Mine was only 40mm tall. With a pinch grip this is still short. Anyway, for a suji, you don't need height. For a gyuto I want more than that. It's basically exactly what I expected, real thin, real light, great fit and finish.


----------



## rick alan (Nov 15, 2012)

For Maki I also feel the gyuto is a better choice. It stands to reason that the cross-section of the blade that actually comes in contact with the roll is going to be thinner where the gyuto is concerned.. With the suji you are going to be burying the [relatively] thick spine into the roll.

As for the Konosuke stainless vs semi-stainless, I would have to think that the semi-stainless can take a keener edge. It is closer to pure carbon after all.

Devin Thomas is a certified Master Bladesmith who is coveted for his work with AEB-L, and 52100 steel as well.
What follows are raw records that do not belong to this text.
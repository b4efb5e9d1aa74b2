//! Letter collection processing for the FAN:STAGE inbox
//!
//! Turns a raw letter collection into the list a view renders:
//! - [`filter`]: AND-combined name / track title / date range criteria
//! - [`sort`]: stable ordering by date, track count or play count
//! - [`process`]: filter then sort
//! - [`pagination`] and [`autocomplete`] helpers for the inbox page
//!
//! Every function takes the collection by shared reference and returns a new
//! `Vec`; caller-owned letters are never reordered or modified.

pub mod autocomplete;
pub mod filter;
pub mod pagination;
pub mod sort;

use fanstage_core::{FilterCriteria, Letter, SortOption};
use tracing::debug;

pub use autocomplete::suggest_names;
pub use filter::filter;
pub use pagination::{DEFAULT_PAGE_SIZE, Page, paginate};
pub use sort::sort;

/// Filter `letters` by `criteria`, then sort the survivors by `option`.
pub fn process(letters: &[Letter], criteria: &FilterCriteria, option: SortOption) -> Vec<Letter> {
    let filtered = filter(letters, criteria);
    debug!(
        input = letters.len(),
        kept = filtered.len(),
        sort = %option,
        "processed letter collection"
    );
    sort(&filtered, option)
}

#[cfg(test)]
mod tests {
    use super::*;

    #[test]
    fn test_process_filters_before_sorting() {
        let letters = vec![
            Letter::new("a").with_sender("Kim").with_play_count(1),
            Letter::new("b").with_sender("Lee").with_play_count(50),
            Letter::new("c").with_recipient("kim").with_play_count(7),
        ];
        let result = process(
            &letters,
            &FilterCriteria::new().with_name("KIM"),
            SortOption::PlaysDesc,
        );
        let ids: Vec<_> = result.iter().map(|l| l.id.as_str()).collect();
        assert_eq!(ids, vec!["c", "a"]);
    }
}
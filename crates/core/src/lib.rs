//! Core budget control logic for budgetctl.
//!
//! This crate contains pure business logic with ZERO storage dependencies.
//! Budget data is reached only through the `BudgetLedger` trait.
//!
//! # Modules
//!
//! - `budget` - Budget lines, control sheets, scopes and the ledger trait
//! - `transfer` - Transfer items, batches and their state machines

pub mod budget;
pub mod transfer;
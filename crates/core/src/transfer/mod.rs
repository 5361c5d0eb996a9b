//! Manual budget transfers between budget control sheets.
//!
//! # Modules
//!
//! - `types` - Batch and item lifecycle states
//! - `error` - Transfer error types
//! - `item` - Single item commit/rollback state machine
//! - `batch` - The transfer batch aggregate and its editing rules
//! - `check` - Post-condition checks over touched sheets
//! - `journal` - Undo journal used by the atomic batch mode
//! - `service` - Batch transfer, reverse and cancel

pub mod batch;
pub mod check;
pub mod error;
pub mod item;
pub mod journal;
pub mod service;
pub mod types;

#[cfg(test)]
mod item_props;
#[cfg(test)]
mod service_props;

pub use batch::BudgetTransfer;
pub use check::{BudgetCheck, NonNegativeBudgetCheck, NoopBudgetCheck, budget_check};
pub use error::TransferError;
pub use item::TransferItem;
pub use journal::Journal;
pub use service::{TransferEngine, TransferOutcome};
pub use types::{ItemState, TransferState};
According to him AEB-L does have better edge stability than the carbon steels, meaning it will hold an extremely acute angle better. So there is possibly a "perceived" sharpness advantage there.

Rick


----------



## lasagnaburrito (Jun 9, 2015)

Thanks for the tips. The user is new to high end knives, but I wanted to get something that would be good to start with, I also am looking for a knife for myself now, so we would have to learn together, since we live together.

I'm not sure if I'm going to get him a Gyuto or a Sujihiki. I was speaking with someone, on another forum, who said he's been a sushi chef for over a decade, and claimed only "beginners" cut rolls with Gyuto, and that you should use a sujihiki. He has a Konosuke Gyuto/Suji, and a Yoshihiro Yanagi.

It seems a Gyuto would be better, and since he's a beginner anyways it should be okay... Plus if it's a laser, the Gyuto should work well, but I do like the look of the Sujihiki. I think I'm going to get myself a Gyuto though....

I want to learn how to sharpen and all that stuff, but I have no clue what stones to get. Someone recommended Naniwa, but they seem pricey, and might require more of an expertise, so I'm not sure if there are "beginner stones," as well.

I wont get an electric sharpener, and if you want to know the reason please see the thread about them which I think is in this sub-forum, people say they are not worth it at all.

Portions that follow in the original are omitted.